··· Source material

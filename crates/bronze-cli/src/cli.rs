//! CLI argument definitions for the landing-to-bronze loader.

use std::path::PathBuf;

use clap::{Args, Parser, Subcommand, ValueEnum};
use clap_verbosity_flag::{InfoLevel, Verbosity};
use colorchoice_clap::Color;

use bronze_model::DeliveryMode;

#[derive(Parser)]
#[command(
    name = "landing-to-bronze",
    version,
    about = "Load landing zone CSV files into a bronze Delta table",
    long_about = "Load the CSV files delivered for one instance into its bronze Delta table.\n\n\
                  Rows are cast to the instance manifest, tagged with lineage columns and\n\
                  hashed (HASH_KEY, HASH_VALUE). The destination table is replaced on every run."
)]
pub struct Cli {
    #[command(subcommand)]
    pub command: Command,

    #[command(flatten)]
    pub config: ConfigArgs,

    /// Adjust log verbosity (-v for debug, -vv for trace, -q for warnings, -qq for errors).
    #[command(flatten)]
    pub verbosity: Verbosity<InfoLevel>,

    /// Control ANSI color output (auto, always, never).
    #[command(flatten)]
    pub color: Color,

    /// Explicit log level (overrides -v/-q flags).
    #[arg(long = "log-level", value_enum, global = true)]
    pub log_level: Option<LogLevelArg>,

    /// Log output format (pretty for human, json for machine parsing).
    #[arg(
        long = "log-format",
        value_enum,
        default_value = "pretty",
        global = true
    )]
    pub log_format: LogFormatArg,

    /// Write logs to a file instead of stderr.
    #[arg(long = "log-file", value_name = "PATH", global = true)]
    pub log_file: Option<PathBuf>,
}

#[derive(Subcommand)]
pub enum Command {
    /// Run the load: discover, cast, enrich, hash, truncate and write.
    Run(RunArgs),

    /// Print the bronze table layout of the instance.
    Schema,

    /// Print the first rows of the bronze table.
    Preview(PreviewArgs),
}

/// Settings layered over the config file.
#[derive(Args)]
pub struct ConfigArgs {
    /// TOML file overriding the built-in defaults.
    #[arg(long = "config", value_name = "PATH", global = true)]
    pub config: Option<PathBuf>,

    /// Instance to load (landing folder and bronze table name).
    #[arg(long = "instance", value_name = "NAME", global = true)]
    pub instance: Option<String>,

    /// Delivery mode recorded in LOAD_TYPE.
    #[arg(long = "delivery-mode", value_enum, global = true)]
    pub delivery_mode: Option<DeliveryModeArg>,

    /// Landing folder URL, optionally ending in `*` (overrides the configured layout).
    #[arg(long = "landing", value_name = "URL", global = true)]
    pub landing: Option<String>,

    /// Resolve containers under this local directory instead of Azure.
    #[arg(long = "local-root", value_name = "DIR", global = true)]
    pub local_root: Option<PathBuf>,

    /// Instance manifest replacing the built-in one.
    #[arg(long = "manifest", value_name = "PATH", global = true)]
    pub manifest: Option<PathBuf>,
}

#[derive(Args)]
pub struct RunArgs {
    /// Stop after hashing; do not truncate or write the table.
    #[arg(long = "dry-run")]
    pub dry_run: bool,
}

#[derive(Args)]
pub struct PreviewArgs {
    /// Number of rows to print.
    #[arg(long = "limit", default_value_t = 100)]
    pub limit: usize,
}

#[derive(Clone, Copy, ValueEnum)]
pub enum DeliveryModeArg {
    Full,
    Delta,
}

impl From<DeliveryModeArg> for DeliveryMode {
    fn from(value: DeliveryModeArg) -> Self {
        match value {
            DeliveryModeArg::Full => Self::Full,
            DeliveryModeArg::Delta => Self::Delta,
        }
    }
}

/// CLI log level choices.
#[derive(Clone, Copy, ValueEnum)]
pub enum LogLevelArg {
    Error,
    Warn,
    Info,
    Debug,
    Trace,
}

/// CLI log format choices.
#[derive(Clone, Copy, ValueEnum)]
pub enum LogFormatArg {
    Pretty,
    Compact,
    Json,
}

······

**Activity:** Filter the listing for the word "LogLevelArg" and copy each line that has it.

**Output for this task:**
    pub log_level: Option<LogLevelArg>,
pub enum LogLevelArg {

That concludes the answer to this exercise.